### Data supplied:
════

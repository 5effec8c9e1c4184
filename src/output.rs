//! CLI output formatting.
//!
//! # Output Format
//!
//! ## Render
//!
//! Progress lines stream while products render, then a summary:
//!
//! ```text
//! [1/4]  25% Fetched us_rockies background for Trail Pack
//! [2/4]  50% Rendered Trail Pack 1x1 (1080x1080)
//! ...
//! Trail Season 2026 → output/trail-season-2026_us_rockies
//! 001 trail-pack
//!     1x1: output/trail-season-2026_us_rockies/trail-pack/1x1.png
//!     9x16: output/trail-season-2026_us_rockies/trail-pack/9x16.png
//!     16x9: output/trail-season-2026_us_rockies/trail-pack/16x9.png
//! Generated 3 creatives for 1 product
//!     Log: output/trail-season-2026_us_rockies/generation_log.json
//! ```
//!
//! ## Check
//!
//! ```text
//! Brief: Trail Season 2026
//!     Region: us_rockies (US Rockies)
//!     Message: Conquer Every Trail
//! 001 trail-pack Trail Pack 30L
//!     Image: assets/products/trail-pack.png
//! Brand: Summit Gear
//!     Font: Montserrat-Bold (/Library/Fonts/Montserrat-Bold.ttf)
//!     Logo: assets/logo.png
//!     CTA button: assets/cta-button.png (unusable, will be skipped)
//! ```
//!
//! # Architecture
//!
//! Each command has a `format_*` function (returns `Vec<String>`) for
//! testability and a `print_*` wrapper that writes to stdout. Format
//! functions are pure; the `check` formatter takes file existence as input
//! rather than probing the filesystem.

use crate::background::RegionCatalog;
use crate::brief::{BrandConfig, CampaignBrief};
use crate::formats::ASPECT_RATIOS;
use crate::render::{ProgressEvent, RenderResult};
use std::path::Path;

// ============================================================================
// Shared display helpers
// ============================================================================

/// Format a 1-based positional index as 3-digit zero-padded.
fn format_index(pos: usize) -> String {
    format!("{:0>3}", pos)
}

/// Return indentation string: 4 spaces per depth level.
fn indent(depth: usize) -> String {
    "    ".repeat(depth)
}

fn plural(n: usize, word: &str) -> String {
    if n == 1 {
        format!("{n} {word}")
    } else {
        format!("{n} {word}s")
    }
}

/// Path with an optional `(missing...)` marker.
fn path_status(path: &Path, exists: bool, missing_note: &str) -> String {
    if exists {
        path.display().to_string()
    } else {
        format!("{} ({missing_note})", path.display())
    }
}

// ============================================================================
// Render
// ============================================================================

/// One progress line: step counter, whole percent (rounded down), message.
pub fn format_progress_event(event: &ProgressEvent) -> Vec<String> {
    let percent = if event.total == 0 {
        100
    } else {
        event.step * 100 / event.total
    };
    vec![format!(
        "[{}/{}] {:>3}% {}",
        event.step, event.total, percent, event.message
    )]
}

pub fn format_render_summary(campaign_name: &str, result: &RenderResult) -> Vec<String> {
    let mut lines = vec![format!(
        "{} → {}",
        campaign_name,
        result.campaign_dir.display()
    )];
    for (i, product) in result.products.iter().enumerate() {
        lines.push(format!("{} {}", format_index(i + 1), product.id));
        for (ratio, path) in ASPECT_RATIOS.iter().zip(&product.files) {
            lines.push(format!("{}{}: {}", indent(1), ratio.name, path.display()));
        }
    }
    lines.push(format!(
        "Generated {} for {}",
        plural(result.file_count(), "creative"),
        plural(result.products.len(), "product")
    ));
    lines.push(format!("{}Log: {}", indent(1), result.manifest_path.display()));
    lines
}

pub fn print_render_summary(campaign_name: &str, result: &RenderResult) {
    for line in format_render_summary(campaign_name, result) {
        println!("{}", line);
    }
}

// ============================================================================
// Check
// ============================================================================

/// Resolved inputs shown by the `check` command.
pub struct CheckReport<'a> {
    pub brief: &'a CampaignBrief,
    pub brand: &'a BrandConfig,
    pub catalog: &'a RegionCatalog,
    /// Resolved product image paths with existence, in brief order.
    pub product_images: Vec<(&'a Path, bool)>,
    pub font: String,
    /// Configured logo and whether it loaded.
    pub logo: Option<(&'a Path, bool)>,
    /// Configured CTA button and whether it loaded.
    pub cta_button: Option<(&'a Path, bool)>,
}

pub fn format_check(report: &CheckReport<'_>) -> Vec<String> {
    let brief = report.brief;
    let mut lines = vec![format!("Brief: {}", brief.campaign_name)];

    let region = match report.catalog.get(&brief.target_region) {
        Some(region) => format!("{} ({})", brief.target_region, region.label),
        None => match report.catalog.regions().first() {
            Some(fallback) => format!(
                "{} (unknown, falls back to {})",
                brief.target_region, fallback.key
            ),
            None => format!("{} (unknown)", brief.target_region),
        },
    };
    lines.push(format!("{}Region: {}", indent(1), region));
    lines.push(format!("{}Message: {}", indent(1), brief.campaign_message));

    for (i, product) in brief.products.iter().enumerate() {
        lines.push(format!("{} {} {}", format_index(i + 1), product.id, product.name));
        if let Some((path, exists)) = report.product_images.get(i) {
            lines.push(format!(
                "{}Image: {}",
                indent(1),
                path_status(path, *exists, "missing")
            ));
        }
    }

    lines.push(format!("Brand: {}", report.brand.brand_name));
    lines.push(format!("{}Font: {}", indent(1), report.font));
    let optional = |label: &str, entry: Option<(&Path, bool)>| match entry {
        Some((path, exists)) => format!(
            "{}{}: {}",
            indent(1),
            label,
            path_status(path, exists, "unusable, will be skipped")
        ),
        None => format!("{}{}: none", indent(1), label),
    };
    lines.push(optional("Logo", report.logo));
    lines.push(optional("CTA button", report.cta_button));
    lines
}

pub fn print_check(report: &CheckReport<'_>) {
    for line in format_check(report) {
        println!("{}", line);
    }
}

// ============================================================================
// Regions / formats
// ============================================================================

/// One line per region; the first is marked as the fallback.
pub fn format_regions(catalog: &RegionCatalog) -> Vec<String> {
    let width = catalog
        .regions()
        .iter()
        .map(|r| r.key.len())
        .max()
        .unwrap_or(0);
    catalog
        .regions()
        .iter()
        .enumerate()
        .flat_map(|(i, region)| {
            let marker = if i == 0 { " (default)" } else { "" };
            [
                format!("{:<width$}  {}{}", region.key, region.label, marker),
                format!("{}{}", indent(1), region.scene),
            ]
        })
        .collect()
}

pub fn print_regions(catalog: &RegionCatalog) {
    for line in format_regions(catalog) {
        println!("{}", line);
    }
}

pub fn format_formats() -> Vec<String> {
    ASPECT_RATIOS
        .iter()
        .map(|r| {
            format!(
                "{:<5} {:>4}x{:<4} {}",
                r.name, r.width, r.height, r.use_case
            )
        })
        .collect()
}

pub fn print_formats() {
    for line in format_formats() {
        println!("{}", line);
    }
}
//! Output formats: the fixed set of aspect ratios every product is rendered at.
//!
//! | Name | Size | Use case | Product (width, max height) | Logo cap | CTA cap |
//! |---|---|---|---|---|---|
//! | `1x1` | 1080×1080 | Instagram Feed, Facebook | 55%, 50% | 20% | 45% |
//! | `9x16` | 1080×1920 | Instagram Stories, TikTok, Reels | 75%, 40% | 20% | 55% |
//! | `16x9` | 1920×1080 | YouTube, Web Banners | 50%, 65% | 15% | 40% |
//!
//! Lookups by name accept any string; unknown names get the documented
//! defaults rather than an error.

use serde::Serialize;

/// A named target canvas.
#[derive(Debug, Clone, Copy, PartialEq, Eq, Serialize)]
pub struct AspectRatio {
    pub name: &'static str,
    pub width: u32,
    pub height: u32,
    pub use_case: &'static str,
}

impl AspectRatio {
    pub fn size(&self) -> (u32, u32) {
        (self.width, self.height)
    }

    /// Output file name for this ratio, e.g. `9x16.png`.
    pub fn file_name(&self) -> String {
        format!("{}.png", self.name)
    }
}

/// Every render produces these, in this order.
pub const ASPECT_RATIOS: [AspectRatio; 3] = [
    AspectRatio {
        name: "1x1",
        width: 1080,
        height: 1080,
        use_case: "Instagram Feed, Facebook",
    },
    AspectRatio {
        name: "9x16",
        width: 1080,
        height: 1920,
        use_case: "Instagram Stories, TikTok, Reels",
    },
    AspectRatio {
        name: "16x9",
        width: 1920,
        height: 1080,
        use_case: "YouTube, Web Banners",
    },
];

/// Product sizing within a canvas, as fractions of the canvas.
#[derive(Debug, Clone, Copy, PartialEq)]
pub struct ProductPlacement {
    /// Target product width as a fraction of canvas width.
    pub width_fraction: f64,
    /// Product height cap as a fraction of canvas height.
    pub max_height_fraction: f64,
}

pub fn product_placement(name: &str) -> ProductPlacement {
    let (width_fraction, max_height_fraction) = match name {
        "1x1" => (0.55, 0.50),
        "9x16" => (0.75, 0.40),
        "16x9" => (0.50, 0.65),
        _ => (0.40, 0.50),
    };
    ProductPlacement {
        width_fraction,
        max_height_fraction,
    }
}

/// Logo width cap for a ratio, in percent of canvas width.
pub fn logo_width_percent(name: &str) -> f64 {
    match name {
        "1x1" | "9x16" => 20.0,
        "16x9" => 15.0,
        _ => 20.0,
    }
}

/// CTA button width cap for a ratio, in percent of canvas width.
pub fn cta_width_percent(name: &str) -> f64 {
    match name {
        "9x16" => 55.0,
        "16x9" => 40.0,
        _ => 45.0,
    }
}
//! Pure calculation functions for placement geometry.
//!
//! All functions here are pure and testable without any I/O or images.
//! Sizes are `(width, height)` tuples, positions are top-left `(x, y)`.
//! Fractional results are truncated toward zero, matching integer pixel
//! placement everywhere else in the pipeline.

use super::params::{Anchor, Corner, Focus, HAlign, TextPosition, VAlign};

/// Fraction of the container height kept free below bottom-anchored overlays.
const BOTTOM_OFFSET: f64 = 0.08;
/// Fraction of the container width kept free beside side-anchored overlays.
const SIDE_OFFSET: f64 = 0.10;

/// Estimated product bottom edge as a fraction of image height.
pub const PRODUCT_BOTTOM_ESTIMATE: f64 = 0.70;
/// Gap between the product and the CTA button, as a fraction of image height.
pub const CTA_SPACING: f64 = 0.03;
/// The CTA button never renders below this fraction of the height from the bottom.
pub const CTA_BOTTOM_MARGIN: f64 = 0.05;

/// `length * fraction`, truncated.
pub fn fraction_of(length: u32, fraction: f64) -> u32 {
    (length as f64 * fraction) as u32
}

/// `length * percent / 100`, truncated.
pub fn percent_of(length: u32, percent: f64) -> u32 {
    (length as f64 * percent / 100.0) as u32
}

/// Calculate dimensions that completely cover a target area.
///
/// The source is scaled uniformly: a relatively wider source matches the
/// target height (and overflows horizontally), otherwise it matches the
/// target width (and overflows vertically). The result is never smaller than
/// the target on either axis, so the crop that follows is always in bounds.
///
/// # Examples
/// ```
/// # use adcraft::imaging::calculations::cover_dimensions;
/// // 1792x1024 landscape into a 1080x1080 square: height matches
/// assert_eq!(cover_dimensions((1792, 1024), (1080, 1080)), (1890, 1080));
/// ```
pub fn cover_dimensions(source: (u32, u32), target: (u32, u32)) -> (u32, u32) {
    let (src_w, src_h) = (source.0.max(1) as u64, source.1.max(1) as u64);
    let (tgt_w, tgt_h) = (target.0 as u64, target.1 as u64);

    if src_w * tgt_h > tgt_w * src_h {
        // Source is wider: height matches, width overflows
        let w = (src_w * tgt_h / src_h).max(tgt_w);
        (w as u32, target.1)
    } else {
        // Source is taller (or equal): width matches, height overflows
        let h = (src_h * tgt_w / src_w).max(tgt_h);
        (target.0, h as u32)
    }
}

/// Top-left corner of the crop window inside a cover-scaled image.
///
/// Horizontal offset is always centered; vertical offset follows `focus`.
pub fn crop_origin(scaled: (u32, u32), target: (u32, u32), focus: Focus) -> (u32, u32) {
    let extra_w = scaled.0.saturating_sub(target.0);
    let extra_h = scaled.1.saturating_sub(target.1);
    let y = match focus {
        Focus::Top => 0,
        Focus::Bottom => extra_h,
        Focus::Center => extra_h / 2,
    };
    (extra_w / 2, y)
}

/// Size of an overlay scaled to a fraction of the container width, capped by
/// a fraction of the container height.
///
/// The width-derived size is tried first; when its height exceeds the cap the
/// size is re-derived from the height cap instead. Aspect ratio is preserved
/// in both cases. Both dimensions are at least one pixel.
pub fn scaled_overlay_size(
    container: (u32, u32),
    overlay: (u32, u32),
    width_fraction: f64,
    max_height_fraction: f64,
) -> (u32, u32) {
    let (ow, oh) = (overlay.0.max(1) as f64, overlay.1.max(1) as f64);

    let mut width = fraction_of(container.0, width_fraction);
    let mut height = (oh * (width as f64 / ow)) as u32;

    let max_height = fraction_of(container.1, max_height_fraction);
    if height > max_height {
        height = max_height;
        width = (ow * (max_height as f64 / oh)) as u32;
    }

    (width.max(1), height.max(1))
}

/// Downscale `size` so its width does not exceed `max_width`.
///
/// Images already narrow enough are returned unchanged; this never upscales.
pub fn fit_width(size: (u32, u32), max_width: u32) -> (u32, u32) {
    let (w, h) = size;
    if w <= max_width || w == 0 {
        return size;
    }
    let scale = max_width as f64 / w as f64;
    (max_width.max(1), ((h as f64 * scale) as u32).max(1))
}

/// Clamp a position along one axis into `[0, extent - size]`.
fn clamp_inside(pos: i64, size: u32, extent: u32) -> u32 {
    let hi = (extent as i64 - size as i64).max(0);
    pos.clamp(0, hi) as u32
}

/// Clamp a position along one axis so the box keeps `margin` from both edges.
///
/// When the box plus both margins does not fit, the leading margin wins.
fn clamp_between_margins(pos: i64, size: u32, extent: u32, margin: u32) -> u32 {
    let lo = margin as i64;
    let hi = extent as i64 - size as i64 - margin as i64;
    pos.min(hi).max(lo) as u32
}

/// Position of an overlay of `size` placed at `anchor` inside `container`.
///
/// The result always keeps the overlay inside the container when the overlay
/// fits; see [`Anchor`] for the per-anchor formulas.
pub fn anchor_position(container: (u32, u32), size: (u32, u32), anchor: Anchor) -> (u32, u32) {
    let (cw, ch) = (container.0 as i64, container.1 as i64);
    let (w, h) = (size.0 as i64, size.1 as i64);
    let bottom_y = ch - h - fraction_of(container.1, BOTTOM_OFFSET) as i64;
    let side = fraction_of(container.0, SIDE_OFFSET) as i64;
    let centered_x = (cw - w).div_euclid(2);

    let (x, y) = match anchor {
        Anchor::Center => (centered_x, (ch - h).div_euclid(2)),
        Anchor::CenterBottom => (centered_x, bottom_y),
        Anchor::Left => (side, bottom_y),
        Anchor::Right => (cw - w - side, bottom_y),
    };

    (
        clamp_inside(x, size.0, container.0),
        clamp_inside(y, size.1, container.1),
    )
}

/// Position of the text pill inside the safe-margin frame.
///
/// Margins are `margin_percent` of the container width (x) and height (y).
/// The result is clamped so the pill never crosses a margin line; a pill too
/// large for the frame is pinned to the leading margin.
pub fn pill_origin(
    container: (u32, u32),
    pill: (u32, u32),
    position: TextPosition,
    margin_percent: f64,
) -> (u32, u32) {
    let (cw, ch) = (container.0 as i64, container.1 as i64);
    let (w, h) = (pill.0 as i64, pill.1 as i64);
    let mx = percent_of(container.0, margin_percent);
    let my = percent_of(container.1, margin_percent);

    let x = match position.horizontal {
        HAlign::Left => mx as i64,
        HAlign::Right => cw - w - mx as i64,
        HAlign::Center => (cw - w).div_euclid(2),
    };
    let y = match position.vertical {
        VAlign::Top => my as i64,
        VAlign::Bottom => ch - h - my as i64,
        VAlign::Center => (ch - h).div_euclid(2),
    };

    (
        clamp_between_margins(x, pill.0, container.0, mx),
        clamp_between_margins(y, pill.1, container.1, my),
    )
}

/// Position of a logo of `size` in `corner`, inset by `margin_percent`.
pub fn corner_position(
    container: (u32, u32),
    size: (u32, u32),
    corner: Corner,
    margin_percent: f64,
) -> (u32, u32) {
    let mx = percent_of(container.0, margin_percent);
    let my = percent_of(container.1, margin_percent);

    let x = if corner.is_left() {
        mx
    } else {
        container.0.saturating_sub(size.0).saturating_sub(mx)
    };
    let y = if corner.is_top() {
        my
    } else {
        container.1.saturating_sub(size.1).saturating_sub(my)
    };
    (x, y)
}

/// Estimated y of the composited product's bottom edge.
pub fn estimated_product_bottom(height: u32) -> u32 {
    fraction_of(height, PRODUCT_BOTTOM_ESTIMATE)
}

/// Position of the CTA button: horizontally centered, just below
/// `product_bottom`, but never lower than the bottom margin allows.
pub fn cta_position(container: (u32, u32), button: (u32, u32), product_bottom: u32) -> (u32, u32) {
    let (cw, ch) = container;
    let x = cw.saturating_sub(button.0) / 2;
    let y = product_bottom + fraction_of(ch, CTA_SPACING);
    let max_y = ch
        .saturating_sub(fraction_of(ch, CTA_BOTTOM_MARGIN))
        .saturating_sub(button.1);
    (x, y.min(max_y))
}
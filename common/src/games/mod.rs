pub mod matches;
pub mod rock_paper_scissors;
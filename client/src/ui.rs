use std::io::{self, Write};

use chifumi_common::{Match, RPSMove, TurnSelector};
use colored::*;

use crate::event_stream::ConnectionState;
use crate::store::MatchStateStore;

#[derive(Debug, Clone, Copy, PartialEq, Eq)]
pub enum Command {
    Play(RPSMove, TurnSelector),
    Refresh,
    Help,
    Quit,
}

pub const HELP: &str = "Commands: <rock|paper|scissors> <turn 1-3>, refresh, help, quit";

/// Parse one line of input. Moves accept their first letter as a shorthand.
pub fn parse_command(line: &str) -> Result<Command, String> {
    let mut words = line.split_whitespace();
    let Some(first) = words.next() else {
        return Err("Empty command".to_string());
    };

    let command = match first.to_lowercase().as_str() {
        "refresh" => Command::Refresh,
        "help" | "?" => Command::Help,
        "quit" | "exit" | "q" => Command::Quit,
        _ => {
            let choice: RPSMove = first.parse()?;
            let turn = words
                .next()
                .ok_or_else(|| format!("Which turn? Usage: {choice} <1-{}>", TurnSelector::MAX))?;
            let number: u8 = turn
                .parse()
                .map_err(|_| format!("Invalid turn '{turn}', expected 1-{}", TurnSelector::MAX))?;
            let turn = TurnSelector::try_from(number)?;
            Command::Play(choice, turn)
        }
    };

    if let Some(extra) = words.next() {
        return Err(format!("Unexpected argument '{extra}'"));
    }
    Ok(command)
}

pub fn clear_screen() -> io::Result<()> {
    print!("\x1B[2J\x1B[1;1H");
    io::stdout().flush()?;
    Ok(())
}

fn connection_label(state: ConnectionState) -> ColoredString {
    match state {
        ConnectionState::Connected => "live".green(),
        ConnectionState::Connecting => "connecting".yellow(),
        ConnectionState::Reconnecting => "reconnecting".yellow(),
        ConnectionState::Disconnected | ConnectionState::Closed => "offline".red(),
    }
}

fn player_label(name: Option<&str>) -> String {
    name.unwrap_or("waiting...").to_string()
}

fn render_turns(game_match: &Match, user_id: &str) {
    for (index, turn) in game_match.turns.iter().enumerate() {
        let marker = if game_match.current_turn_id.as_deref() == Some(turn.id.as_str()) {
            ">".bright_yellow()
        } else {
            " ".normal()
        };

        let mine = turn
            .move_of(user_id)
            .map(|m| m.choice.to_string())
            .unwrap_or_else(|| "-".to_string());
        let played = turn.moves.len();
        let outcome = match &turn.winner {
            Some(winner) if winner == user_id => "won".green(),
            Some(winner) => format!("winner: {winner}").red(),
            None if played == 2 => "draw".dimmed(),
            None => format!("{played}/2 moves").dimmed(),
        };

        println!("  {marker} Turn {} ({}): you played {mine}, {outcome}", index + 1, turn.id.dimmed());
    }
}

/// Draw the whole match view
pub fn render(store: &MatchStateStore, connection: ConnectionState, user_id: &str) {
    clear_screen().ok();

    println!();
    println!("{}", "CHIFUMI".bright_cyan().bold());
    match store.match_id() {
        Some(id) => println!("{}", format!("Match {id}").dimmed()),
        None => println!("{}", "No match selected".dimmed()),
    }
    println!("Stream: {}", connection_label(connection));
    println!();

    if let Some(game_match) = store.snapshot() {
        let (p1_wins, p2_wins) = store.wins();
        println!(
            "  {} {} - {} {}",
            player_label(game_match.player1.as_deref()).bold(),
            p1_wins.to_string().bright_yellow(),
            p2_wins.to_string().bright_yellow(),
            player_label(game_match.player2.as_deref()).bold(),
        );
        println!();
        render_turns(game_match, user_id);
        if let Some(winner) = &game_match.winner {
            println!();
            println!("{}", format!("Winner: {winner}").bright_green().bold());
        }
    } else if store.is_loading() {
        println!("{}", "Loading match...".dimmed());
    }

    println!();
    println!("{}", store.status().cyan());
    if let Some(error) = store.error() {
        println!("{}", error.red());
    }
    println!();
    println!("{}", HELP.dimmed());
}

════

### Your objective:
All lines above that contain the word "into" are to be copied.

### Result:
/// // 1792x1024 landscape into a 1080x1080 square: height matches
/// Clamp a position along one axis into `[0, extent - size]`.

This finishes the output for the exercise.